While the prospects for economic growth for Guyana have accelerated since oil finds and sale of the commodity began, the environmental costs are being totted up and declared to be heading for the red.
In its April 2022 World Economic Outlook, the International Monetary Fund (IMF) projected a nearly 50 per cent rate of economic growth for Guyana, adding that the country is expected to record a 34.5 per cent increase in 2023 and a 3.7 per cent increase by 2027.
But, a new report placed by WiredJA News cites World Bank criticism of the Guyanese Government's offshore oil production arrangement with ExxonMobil based on safety, environmental concerns and inadequate payment.
Consequently, the World Bank has downgraded its rating of Guyana's oversight of the project, it was noted.
Meanwhile, the international body, the Institute for Energy Economics and Financial Analysis (IEEFA) has commented that Guyana is getting too little of the project revenue and is also at risk due to inadequate environmental and fiscal contract requirements.
In all, critics say Exxon's contract terms are lopsided. According to industry analysts at IHS Markit, an information services provider, "Exxon receives more than 85 per cent of the proceeds, the result of the government and public largely "absorbing Exxon's costs", according to the IEEFA, the WiredJA report stated.
Guyana's oil reserves are estimated at over 11 billion barrels, the third-largest in Latin America and the Caribbean according to the IMF, and among the highest in the world relative to the country's population size.

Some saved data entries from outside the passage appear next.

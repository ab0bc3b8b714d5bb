//! Process-wide font state.
//!
//! Font discovery is slow (every system face gets indexed), so the
//! `FontSystem` and the glyph `SwashCache` are built once by [`init`] and
//! shared by every paragraph.  Consumers check [`is_ready`] or get
//! `TextError::NotReady` from [`with_fonts`]; nothing initialises
//! implicitly on the render path.

use std::sync::{Mutex, OnceLock};
use std::time::Instant;

use cosmic_text::{FontSystem, SwashCache};
use log::{info, warn};
use vellum_core::TextError;

pub struct FontContext {
    pub font_system: FontSystem,
    pub swash_cache: SwashCache,
}

static FONTS: OnceLock<Mutex<FontContext>> = OnceLock::new();

/// Load system fonts. Idempotent; returns whether any face was found.
pub fn init() -> bool {
    let fonts = FONTS.get_or_init(|| {
        let started = Instant::now();
        let font_system = FontSystem::new();
        let faces = font_system.db().faces().count();
        info!("font system ready: {faces} faces in {:?}", started.elapsed());
        if faces == 0 {
            warn!("no system fonts found; text overlays will render empty");
        }
        Mutex::new(FontContext {
            font_system,
            swash_cache: SwashCache::new(),
        })
    });
    face_count_in(fonts) > 0
}

pub fn is_ready() -> bool {
    FONTS.get().is_some()
}

/// Number of font faces, or 0 before [`init`].
pub fn face_count() -> usize {
    FONTS.get().map(face_count_in).unwrap_or(0)
}

fn face_count_in(fonts: &Mutex<FontContext>) -> usize {
    match fonts.lock() {
        Ok(ctx) => ctx.font_system.db().faces().count(),
        Err(_) => 0,
    }
}

/// Run `f` with exclusive access to the font state.
pub fn with_fonts<R>(f: impl FnOnce(&mut FontContext) -> R) -> Result<R, TextError> {
    let fonts = FONTS.get().ok_or(TextError::NotReady)?;
    let mut ctx = fonts
        .lock()
        .map_err(|_| TextError::Render("font state poisoned".into()))?;
    Ok(f(&mut ctx))
}

// ===================================================================
// Tests
// ===================================================================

But critics forecast a future of lost opportunities. Guyanese citizens have filed a constitutional climate case to challenge fossil fuel production which they say exacerbates global warming and threatens human rights.
WiredJA stated, "The case, before Guyana's Constitutional Court, claims that Guyana's approval of a massive, ExxonMobil-led oil and gas build-out off the country's coast violates the Government's legal duty to protect the rights to a healthy environment, sustainable development, and the rights of future generations. The case reflects a growing concern within Guyana regarding the risks oil extraction poses on a national, regional, and international level."
"An oil and gas industry is difficult to reconcile with [Guyana's] international environmental commitments and the constitution," comments Guyanese attorney-at-law Ronald Burch-Smith.
Among the charges against Exxon are inadequate safeguards for Liza 1, a project spanning more than 6million acres off the coast of Guyana that includes 17 additional prospects in the exploration and preparatory phases.
WiredJA said experts claim that Exxon in Guyana appears to be taking advantage of an unprepared government in one of the lowest-income nations in South America, "allowing the company to skirt necessary oversight".
In March 2022, the World Bank issued an interim report that found the country's rating had slipped from "Moderately Satisfactory" to "Moderately Unsatisfactory", the article said.
The World Bank said that while grant activities have been designed to help Guyana boost staff, experts, training and analysis at the Ministry of Natural Resources and Ministry of Finance, this came to a halt at the end of 2021. This is despite the fact that grants made to the country were expected to support work through 2024. Meanwhile, flaring pollution and other risks continue.